### Problem requirements:
For the word "density", determine how many lines of the entries below contain it, and give only that number.

Data supplied section start

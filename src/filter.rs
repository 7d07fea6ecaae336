use crate::bloom::{ArrayFilter, SingleWordFilter};
use crate::error::Result;
use crate::{Capacity, HashFunctions};
use std::fmt;

/// A variable-size bloom filter.
///
/// A `Filter` is either a [`SingleWordFilter`], chosen when the filter is
/// exactly one word, or an [`ArrayFilter`] for every other power-of-two size.
/// The representation is fixed at construction and both expose the same
/// operations, so callers never need to know which is in use.
///
/// ```rust
/// use bloomfold::{Filter, HashFunctions};
///
/// let hashes = HashFunctions::new()
///     .with(|s: &str| bloomfold::jenkins::one_at_a_time(1, s))
///     .with(|s: &str| bloomfold::jenkins::one_at_a_time(2, s));
///
/// let mut a = Filter::new(hashes.clone(), 16).unwrap();
/// a.add(["x", "y"]);
///
/// let mut b = Filter::new(hashes, 4).unwrap();
/// b.add(["x", "y", "z"]);
///
/// // Fold the larger filter onto the smaller one before comparing.
/// assert!(a.reduce_to(b.len()).unwrap().subset(&b));
/// ```
pub enum Filter<T: ?Sized> {
    /// A one word filter stored inline.
    SingleWord(SingleWordFilter<T>),

    /// A filter of any other power-of-two number of words.
    Array(ArrayFilter<T>),
}

macro_rules! dispatch {
    ($self:expr, $f:ident => $body:expr) => {
        match $self {
            Filter::SingleWord($f) => $body,
            Filter::Array($f) => $body,
        }
    };
}

impl<T: ?Sized> Filter<T> {
    /// Construct an empty filter of `words` 32-bit words.
    ///
    /// # Errors
    ///
    /// Returns [`Error::InvalidSize`](crate::Error::InvalidSize) if `words`
    /// is not a power of two.
    pub fn new(hashes: HashFunctions<T>, words: usize) -> Result<Self> {
        Self::with_capacity(hashes, Capacity::Words(words))
    }

    /// Construct a filter using `table` as its words.
    ///
    /// # Errors
    ///
    /// Returns [`Error::InvalidSize`](crate::Error::InvalidSize) if the length
    /// of `table` is not a power of two.
    pub fn from_table(hashes: HashFunctions<T>, table: Vec<u32>) -> Result<Self> {
        Self::with_capacity(hashes, Capacity::Table(table))
    }

    /// Construct a filter of the given [`Capacity`].
    ///
    /// # Errors
    ///
    /// Returns [`Error::InvalidSize`](crate::Error::InvalidSize) if the word
    /// count is not a power of two.
    pub fn with_capacity(hashes: HashFunctions<T>, capacity: impl Into<Capacity>) -> Result<Self> {
        let filter = match capacity.into() {
            Capacity::Words(1) => Filter::SingleWord(SingleWordFilter::new(hashes)),
            Capacity::Table(t) if t.len() == 1 => {
                Filter::SingleWord(SingleWordFilter::from_word(hashes, t[0]))
            }
            Capacity::Words(n) => Filter::Array(ArrayFilter::new(hashes, n)?),
            Capacity::Table(t) => Filter::Array(ArrayFilter::from_table(hashes, t)?),
        };

        Ok(filter)
    }

    /// Return `true` if this filter uses the inline single word
    /// representation.
    pub fn is_single_word(&self) -> bool {
        matches!(self, Filter::SingleWord(_))
    }

    /// Insert every item in `items` into the filter, returning the filter.
    pub fn add<'a, I>(&mut self, items: I) -> &mut Self
    where
        I: IntoIterator<Item = &'a T>,
        T: 'a,
    {
        dispatch!(self, f => {
            f.add(items);
        });
        self
    }

    /// Insert `item` into the filter, returning the filter.
    pub fn insert(&mut self, item: &T) -> &mut Self {
        dispatch!(self, f => {
            f.insert(item);
        });
        self
    }

    /// Checks if `item` exists in the filter.
    ///
    /// False positives are possible, false negatives are not.
    pub fn contains(&self, item: &T) -> bool {
        dispatch!(self, f => f.contains(item))
    }

    /// Return a new filter with the bits of both `self` and `other`, using the
    /// hash functions and representation of `self`.
    ///
    /// # Panics
    ///
    /// Panics if `other` is not the same size as `self`. See
    /// [`reduce_to`](Filter::reduce_to) and [`try_union`](Filter::try_union).
    pub fn union(&self, other: &Self) -> Self {
        self.combine(other, |a, b| a | b)
    }

    /// Return a new filter with the bits set in both `self` and `other`,
    /// using the hash functions and representation of `self`.
    ///
    /// # Panics
    ///
    /// Panics if `other` is not the same size as `self`.
    pub fn intersect(&self, other: &Self) -> Self {
        self.combine(other, |a, b| a & b)
    }

    /// Return `true` if every bit set in `self` is also set in `other`.
    ///
    /// # Panics
    ///
    /// Panics if `other` is not the same size as `self`.
    pub fn subset(&self, other: &Self) -> bool {
        dispatch!(self, f => f.subset_words(other.words()))
    }

    /// Like [`union`](Filter::union), returning
    /// [`Error::SizeMismatch`](crate::Error::SizeMismatch) instead of
    /// panicking when the sizes differ.
    pub fn try_union(&self, other: &Self) -> Result<Self> {
        crate::bloom::check_aligned(self.len(), other.len())?;
        Ok(self.union(other))
    }

    /// Like [`intersect`](Filter::intersect), returning
    /// [`Error::SizeMismatch`](crate::Error::SizeMismatch) instead of
    /// panicking when the sizes differ.
    pub fn try_intersect(&self, other: &Self) -> Result<Self> {
        crate::bloom::check_aligned(self.len(), other.len())?;
        Ok(self.intersect(other))
    }

    /// Like [`subset`](Filter::subset), returning
    /// [`Error::SizeMismatch`](crate::Error::SizeMismatch) instead of
    /// panicking when the sizes differ.
    pub fn try_subset(&self, other: &Self) -> Result<bool> {
        crate::bloom::check_aligned(self.len(), other.len())?;
        Ok(self.subset(other))
    }

    /// Fold this filter down to `words` words.
    ///
    /// See [`Bloom::reduce_to`](crate::Bloom::reduce_to).
    pub fn reduce_to(&self, words: usize) -> Result<Self> {
        dispatch!(self, f => f.reduce_to(words))
    }

    /// All words XORed together.
    pub fn hash(&self) -> u32 {
        dispatch!(self, f => f.hash())
    }

    /// The number of set bits in the filter.
    pub fn density(&self) -> u32 {
        dispatch!(self, f => f.density())
    }

    /// Estimate the probability of a false positive from the current load
    /// factor.
    pub fn estimated_fpp(&self) -> f64 {
        dispatch!(self, f => f.estimated_fpp())
    }

    /// The words of the filter.
    pub fn words(&self) -> &[u32] {
        dispatch!(self, f => f.words())
    }

    /// The number of 32-bit words in the filter.
    pub fn len(&self) -> usize {
        dispatch!(self, f => f.len())
    }

    /// The number of bits in the filter.
    pub fn capacity(&self) -> usize {
        dispatch!(self, f => f.capacity())
    }

    /// Return `true` if no bits are set.
    pub fn is_empty(&self) -> bool {
        dispatch!(self, f => f.is_empty())
    }

    /// The hash functions this filter was built with.
    pub fn hash_functions(&self) -> &HashFunctions<T> {
        dispatch!(self, f => f.hash_functions())
    }

    fn combine<F>(&self, other: &Self, op: F) -> Self
    where
        F: Fn(u32, u32) -> u32,
    {
        match self {
            Filter::SingleWord(f) => Filter::SingleWord(f.combine(other.words(), op)),
            Filter::Array(f) => Filter::Array(f.combine(other.words(), op)),
        }
    }
}

impl<'a, T: ?Sized + 'a> Extend<&'a T> for Filter<T> {
    fn extend<I: IntoIterator<Item = &'a T>>(&mut self, iter: I) {
        self.add(iter);
    }
}

impl<T: ?Sized> From<ArrayFilter<T>> for Filter<T> {
    fn from(f: ArrayFilter<T>) -> Self {
        Filter::Array(f)
    }
}

impl<T: ?Sized> From<SingleWordFilter<T>> for Filter<T> {
    fn from(f: SingleWordFilter<T>) -> Self {
        Filter::SingleWord(f)
    }
}

impl<T: ?Sized> Clone for Filter<T> {
    fn clone(&self) -> Self {
        match self {
            Filter::SingleWord(f) => Filter::SingleWord(f.clone()),
            Filter::Array(f) => Filter::Array(f.clone()),
        }
    }
}

impl<T: ?Sized> fmt::Debug for Filter<T> {
    fn fmt(&self, f: &mut fmt::Formatter<'_>) -> fmt::Result {
        match self {
            Filter::SingleWord(b) => f.debug_tuple("SingleWord").field(b).finish(),
            Filter::Array(b) => f.debug_tuple("Array").field(b).finish(),
        }
    }
}

/// Filters are equal when their words are equal, regardless of
/// representation.
impl<T: ?Sized> PartialEq for Filter<T> {
    fn eq(&self, other: &Self) -> bool {
        self.words() == other.words()
    }
}

impl<T: ?Sized> Eq for Filter<T> {}

#[cfg(test)]
mod tests {
    use super::*;
    use crate::Error;
    use quickcheck_macros::quickcheck;

    fn test_hashes() -> HashFunctions<u32> {
        HashFunctions::new()
            .with(|v: &u32| v.wrapping_mul(0x9e37_79b9))
            .with(|v: &u32| v.rotate_left(7) ^ 0x5bd1_e995)
    }

    #[test]
    fn test_dispatch_on_size() {
        let f = Filter::new(test_hashes(), 1).unwrap();
        assert!(f.is_single_word());
        assert_eq!(f.len(), 1);

        let f = Filter::from_table(test_hashes(), vec![42]).unwrap();
        assert!(f.is_single_word());
        assert_eq!(f.words(), &[42]);

        for words in [2, 4, 8, 16, 32] {
            let f = Filter::new(test_hashes(), words).unwrap();
            assert!(!f.is_single_word());
            assert_eq!(f.len(), words);
        }

        let f = Filter::from_table(test_hashes(), vec![1, 2]).unwrap();
        assert!(!f.is_single_word());
        assert_eq!(f.words(), &[1, 2]);
    }

    #[test]
    fn test_invalid_size() {
        for words in [0, 3, 5, 6] {
            assert_eq!(
                Filter::new(test_hashes(), words).unwrap_err(),
                Error::InvalidSize { words }
            );
        }

        assert_eq!(
            Filter::from_table(test_hashes(), vec![0; 3]).unwrap_err(),
            Error::InvalidSize { words: 3 }
        );
        assert_eq!(
            Filter::from_table(test_hashes(), vec![]).unwrap_err(),
            Error::InvalidSize { words: 0 }
        );
    }

    #[test]
    fn test_with_capacity() {
        let f = Filter::with_capacity(test_hashes(), vec![1_u32, 2, 3, 4]).unwrap();
        assert_eq!(f.words(), &[1, 2, 3, 4]);

        let f = Filter::with_capacity(test_hashes(), 8_usize).unwrap();
        assert_eq!(f.capacity(), 256);
    }

    #[test]
    fn test_result_keeps_representation_of_self() {
        let single = Filter::new(test_hashes(), 1).unwrap();
        let array: Filter<u32> = ArrayFilter::from_table(test_hashes(), vec![0b0100])
            .unwrap()
            .into();

        assert!(single.union(&array).is_single_word());
        assert!(!array.union(&single).is_single_word());
        assert!(single.intersect(&array).is_single_word());
        assert_eq!(single.union(&array).words(), &[0b0100]);
        assert_eq!(single, Filter::from(SingleWordFilter::new(test_hashes())));
    }

    #[test]
    fn test_checked_operations() {
        let a = Filter::new(test_hashes(), 8).unwrap();
        let b = Filter::new(test_hashes(), 4).unwrap();

        let want = Error::SizeMismatch { left: 8, right: 4 };
        assert_eq!(a.try_union(&b).unwrap_err(), want);
        assert_eq!(a.try_intersect(&b).unwrap_err(), want);
        assert_eq!(a.try_subset(&b).unwrap_err(), want);

        let folded = a.reduce_to(4).unwrap();
        assert!(folded.try_subset(&b).unwrap());
        assert_eq!(folded.try_union(&b).unwrap(), b);
    }

    #[test]
    #[should_panic]
    fn test_subset_size_mismatch_panics() {
        let a = Filter::new(test_hashes(), 8).unwrap();
        let b = Filter::new(test_hashes(), 4).unwrap();
        a.subset(&b);
    }

    #[test]
    fn test_string_items() {
        let hashes = crate::jenkins::jenkins_string([11, 22, 33]);
        let mut f = Filter::new(hashes, 2).unwrap();

        f.add(vec!["cat", "fox"]).insert("banana");
        assert!(f.contains("cat"));
        assert!(f.contains("fox"));
        assert!(f.contains("banana"));
        assert!(f.density() <= 9);
    }

    #[quickcheck]
    fn prop_single_word_equivalence(vals: Vec<u32>, probe: u32) -> bool {
        let mut single = Filter::new(test_hashes(), 1).unwrap();
        let mut array: Filter<u32> = ArrayFilter::new(test_hashes(), 1).unwrap().into();
        assert!(single.is_single_word());
        assert!(!array.is_single_word());

        single.add(&vals);
        array.add(&vals);

        single.contains(&probe) == array.contains(&probe)
            && single.hash() == array.hash()
            && single.density() == array.density()
            && single == array
    }

    #[quickcheck]
    fn prop_no_false_negatives(vals: Vec<u32>, words_log2: u8) {
        let words = 1 << (words_log2 % 8);
        let mut f = Filter::new(test_hashes(), words).unwrap();
        f.extend(&vals);

        for v in &vals {
            assert!(f.contains(v));
        }
    }
}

Data supplied section end

### Solution to this task:
4